On peut dire qu'au retour du froid, s'ils faisaient de bonnes réserves de ces boulettes, ils sauveraient la vie de bien des membres de la tribu : cela n'avait rien d'anodin.
Leur façon de dire merci était particulièrement directe : ils tenaient à deux mains ce qu'ils avaient de meilleur chez eux et l'offraient à Si Shuo, œufs, viande, fourrures, cristaux.
Si Shuo n'aurait pas pu refuser, même si elle l'avait voulu. Les gens posaient leurs présents et tournaient les talons, ce qui la laissait un peu interdite, comme si elle était venue ici tout exprès pour amasser des richesses.
« Accepte. Je leur attraperai davantage de viande de rivière », dit Xu Chi en lui caressant la tête.
Si Shuo pencha la tête vers lui et demanda en riant : « Encore un moyen de m'aider à rendre la pareille ? »
Xu Chi hocha honnêtement la tête. Ses yeux restaient clairs et froids, sans la moindre trace de tendresse, mais partout où son regard se posait, c'était elle.
Si Shuo ne put s'empêcher de l'appeler d'un doigt.
Xu Chi fit un pas en avant sans comprendre, mais rien qu'à sentir ce léger parfum et à la voir si délicate, si douce et si souriante, cette étrange envie remonta en lui.
Son visage changea et il recula brusquement d'un grand pas. « Si Si Shuo a quelque chose à dire, qu'elle le dise. Je t'entends très bien d'ici. »
La réaction de Xu Chi amusa Si Shuo. Était-elle un déluge ou une bête féroce, pour l'effrayer au point de le faire pâlir ?
Elle articula, mot après mot : « Je n'ai rien à dire ! »
Xu Chi hésita et fit un petit pas vers elle. Voyant que Si Shuo levait toujours légèrement le menton, il prit son courage à deux mains et se pencha, dans une posture prête à détaler au premier signe.
Le regard de Si Shuo vacilla un peu, et elle se pencha soudain en avant, ce qui le fit bondir en arrière de trois ou quatre mètres…
Elle en resta un peu interdite. « Xu Chi, il va falloir que tu m'expliques clairement ce que tu as.
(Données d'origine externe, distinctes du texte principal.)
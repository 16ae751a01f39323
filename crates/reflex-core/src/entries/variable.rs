use crate::{AccessError, Entity, StaticAddress, TypeDesc, VarFlags};

use super::{EntityKind, Reflected};

/// A namespace-level variable.
#[derive(Debug, Clone, PartialEq, Eq)]
pub struct Variable {
    pub entity: Entity,
    pub ty: TypeDesc,
    pub flags: VarFlags,
    pub address: StaticAddress,
}

impl Variable {
    pub fn new(name: impl Into<String>, ty: TypeDesc, flags: VarFlags, address: StaticAddress) -> Self {
        Self {
            entity: Entity::new(name),
            ty,
            flags,
            address,
        }
    }

    pub fn is_read_only(&self) -> bool {
        self.flags.contains(VarFlags::CONST) || self.address.is_read_only()
    }

    /// Borrow the stored value.
    ///
    /// # Safety
    ///
    /// The address must hold an initialized `T` that nobody writes to while
    /// the reference lives.
    pub unsafe fn get_ref<T: 'static>(&self) -> Result<&'static T, AccessError> {
        // SAFETY: upheld by the caller.
        unsafe { self.address.get_ref(&self.ty) }
    }

    /// Clone the stored value out.
    ///
    /// # Safety
    ///
    /// Same as [`Variable::get_ref`].
    pub unsafe fn get<T: Clone + 'static>(&self) -> Result<T, AccessError> {
        // SAFETY: upheld by the caller.
        unsafe { self.address.get(&self.ty) }
    }

    /// Overwrite the stored value.
    ///
    /// # Safety
    ///
    /// The address must hold an initialized `T` and no other access may
    /// happen concurrently.
    pub unsafe fn set<T: 'static>(&self, value: T) -> Result<(), AccessError> {
        let read_only = self.flags.contains(VarFlags::CONST);
        // SAFETY: upheld by the caller.
        unsafe {
            self.address
                .set(&self.ty, &self.entity.qualified_name, read_only, value)
        }
    }
}

impl Reflected for Variable {
    const KIND: EntityKind = EntityKind::Variable;

    fn entity(&self) -> &Entity {
        &self.entity
    }

    fn entity_mut(&mut self) -> &mut Entity {
        &mut self.entity
    }
}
Est-ce que je vais te manger, par hasard ? »
Xu Chi pinça les lèvres. « J'ai peur de te manger, moi. »
Si Shuo resta un instant saisie, puis son visage s'empourpra. « Mais, mais on est en plein jour, à quoi tu penses ? »
« Tu n'as pas peur ? » dit Xu Chi d'un air grave. « Chez le Clan des Insectes, il y a des cas de femelles qui mangent leur mâle. »
Si Shuo ne put s'empêcher de froncer légèrement les sourcils. Le Clan des Insectes ? Xu Chi était du Clan des Insectes ?
Et ce Clan des Insectes, était-ce celui à ailes et à cornes, ou celui de couleur de chanvre ?
« Tu es un grand papillon de nuit ? » Son visage pâlit. Alors là, non, vraiment pas !
Le Clan des Insectes, c'était déjà non, mais un papillon de nuit, c'était encore plus non !
Décidément, pour choisir un époux-bête dans le Monde des Bêtes, il ne suffit pas de regarder l'apparence : il faut aussi regarder la forme animale.
Xu Chi…
« Non. Je n'arrive pas à m'empêcher de vouloir être près de toi. J'ai envie de t'avaler tout entière », dit-il, une pointe de dépit sur le visage.